Des leviers pour renforcer le pilotage peuvent être identifiés. Un conseil stratégique des présidents de l’audiovisuel public pourrait se réunir mensuellement et se décliner avec des réunions des membres des comités exécutifs sur les sujets majeurs. La part variable de la rémunération des dirigeants pourrait par ailleurs davantage dépendre de leur capacité à mener à bien les chantiers de coopération.

Voilà, concrètement, comment encourager les coopérations entre les entreprises au service d’une ambition forte pour lutter contre la désinformation, pour rapprocher les offres numériques, pour développer l’offre de proximité et pour toucher de nouveaux publics, notamment les jeunes.

Les coopérations ne sont pas une fin en soi, et leur succès dépend avant tout de la clarté des objectifs. Un grand meccano institutionnel ne m’apparaît ni nécessaire ni prioritaire. Je suis convaincue qu’une véritable ambition pour l’audiovisuel public peut reposer sur des coopérations par projet et sur la confiance dans les dirigeants nommés par l’Arcom et dans leurs équipes, sans accroître les rigidités ni courir le risque de perdre en souplesse organisationnelle.

Les travaux avancent très bien, et mon souhait est que ces contrats d’objectifs et de moyens 2024-2028 soient soumis pour avis au Parlement et au régulateur à l’automne prochain, pour les finaliser avant la fin de cette année.

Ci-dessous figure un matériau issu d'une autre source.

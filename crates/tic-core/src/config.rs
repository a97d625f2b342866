//! Decoder configuration.
//!
//! Field caps bound both the output record and the accumulation buffer. Two
//! presets exist: `STANDARD` sized for the longest datasets of either
//! generation, and `COMPACT` for readers that only need short values.

use serde::{Deserialize, Serialize};
use thiserror::Error;

use crate::protocol::layout;

#[derive(Debug, Clone, Copy, PartialEq, Eq, Error)]
pub enum ConfigError {
    #[error("field caps need a buffer larger than {max} bytes")]
    BufferTooLarge { max: usize },
}

/// Maximum length of each dataset field.
///
/// # Examples
/// ```
/// use tic_core::FieldLimits;
///
/// assert_eq!(FieldLimits::STANDARD.buffer_capacity(), Ok(123));
/// assert_eq!(FieldLimits::COMPACT.buffer_capacity(), Ok(37));
/// ```
#[derive(Debug, Clone, Copy, PartialEq, Eq, Serialize, Deserialize)]
pub struct FieldLimits {
    pub name_max: usize,
    pub timestamp_max: usize,
    pub value_max: usize,
}

impl FieldLimits {
    pub const STANDARD: FieldLimits = FieldLimits {
        name_max: layout::NAME_MAX,
        timestamp_max: layout::TIMESTAMP_MAX,
        value_max: layout::VALUE_MAX,
    };

    pub const COMPACT: FieldLimits = FieldLimits {
        name_max: layout::NAME_MAX,
        timestamp_max: layout::TIMESTAMP_MAX,
        value_max: layout::COMPACT_VALUE_MAX,
    };

    /// Size of the accumulation buffer: every field, three separators and
    /// the checksum byte. Fails past `layout::MAX_BUFFER_CAPACITY`.
    pub fn buffer_capacity(&self) -> Result<usize, ConfigError> {
        [
            self.timestamp_max,
            self.value_max,
            layout::SEPARATOR_COUNT,
            layout::CHECKSUM_LEN,
        ]
        .into_iter()
        .try_fold(self.name_max, usize::checked_add)
        .filter(|capacity| *capacity <= layout::MAX_BUFFER_CAPACITY)
        .ok_or(ConfigError::BufferTooLarge {
            max: layout::MAX_BUFFER_CAPACITY,
        })
    }
}

impl Default for FieldLimits {
    fn default() -> Self {
        FieldLimits::STANDARD
    }
}

/// What the decoder does when a dataset outgrows its buffer.
#[derive(Debug, Clone, Copy, Default, PartialEq, Eq, Serialize, Deserialize)]
#[serde(rename_all = "snake_case")]
pub enum OverflowPolicy {
    /// Drop the dataset and go back to frame search without reporting.
    #[default]
    Resync,
    /// Drop the dataset and report `DecodeError::PayloadTooLong`.
    Report,
}

#[derive(Debug, Clone, Copy, Default, PartialEq, Eq, Serialize, Deserialize)]
pub struct DecoderConfig {
    pub limits: FieldLimits,
    pub overflow: OverflowPolicy,
}

impl DecoderConfig {
    pub fn compact() -> Self {
        Self {
            limits: FieldLimits::COMPACT,
            ..Self::default()
        }
    }

    pub fn with_overflow(mut self, overflow: OverflowPolicy) -> Self {
        self.overflow = overflow;
        self
    }

    pub fn with_value_max(mut self, value_max: usize) -> Self {
        self.limits.value_max = value_max;
        self
    }
}

#[cfg(test)]
mod tests {
    use super::{ConfigError, DecoderConfig, FieldLimits, OverflowPolicy};

    #[test]
    fn default_is_standard_resync() {
        let config = DecoderConfig::default();
        assert_eq!(config.limits, FieldLimits::STANDARD);
        assert_eq!(config.overflow, OverflowPolicy::Resync);
    }

    #[test]
    fn value_override_grows_buffer() {
        let config = DecoderConfig::compact().with_value_max(20);
        assert_eq!(config.limits.buffer_capacity(), Ok(45));
    }

    #[test]
    fn oversized_caps_are_rejected() {
        let too_large = ConfigError::BufferTooLarge { max: 255 };
        let config = DecoderConfig::default().with_value_max(usize::MAX);
        assert_eq!(config.limits.buffer_capacity(), Err(too_large));
        let config = DecoderConfig::default().with_value_max(4_000_000_000_000);
        assert_eq!(config.limits.buffer_capacity(), Err(too_large));
        let config = DecoderConfig::default().with_value_max(230);
        assert_eq!(config.limits.buffer_capacity(), Ok(255));
        let config = DecoderConfig::default().with_value_max(231);
        assert_eq!(config.limits.buffer_capacity(), Err(too_large));
    }

    #[test]
    fn config_serializes_policy_in_snake_case() {
        let config = DecoderConfig::default().with_overflow(OverflowPolicy::Report);
        let value = serde_json::to_value(config).unwrap();
        assert_eq!(value["overflow"], "report");
        assert_eq!(value["limits"]["value_max"], 98);
    }
}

Monsieur le président de la commission, monsieur le rapporteur, vous esquissez un changement de méthode par la création d’une holding, dont je comprends qu’il s’agirait d’une première étape vers la fusion.

À mon sens, cela reviendrait à retarder des projets indispensables en mobilisant l’énergie des entreprises sur des réorganisations de structure au détriment des priorités urgentes. Bref, c’est « une machine à perdre son temps », pour reprendre les mots de Pascal Rogard, directeur général de la Société des auteurs et compositeurs dramatiques (SACD).

Dans le rapport que vous avez publié en juin 2022, lequel préconisait une fusion, monsieur le rapporteur, vous indiquiez vous-même avoir « entendu les avis de nombreux experts auditionnés, qui s’interrogeaient sur l’intérêt de créer une holding compte tenu de la complexité de ce type de structure, qui ajoute une couche supplémentaire, avec le risque de multiplier le nombre des décideurs au lieu de le réduire. »

Voilà qui est très clair ! Vous l’avez très bien dit vous-même, la création d’une holding induirait très certainement une complexification des processus et des coûts supplémentaires. J’ai moi aussi échangé avec de nombreux experts, et tous étaient plutôt sceptiques sur la holding, craignant que cette couche supplémentaire ne ralentisse finalement l’élan engagé en matière de coopération, qui s’approfondit et s’accélère.

Monsieur le sénateur Hugonet, votre rapport évoquait la nécessité de « changer de cap », mais j’ai l’impression que c’est vous qui avez changé de cap depuis lors.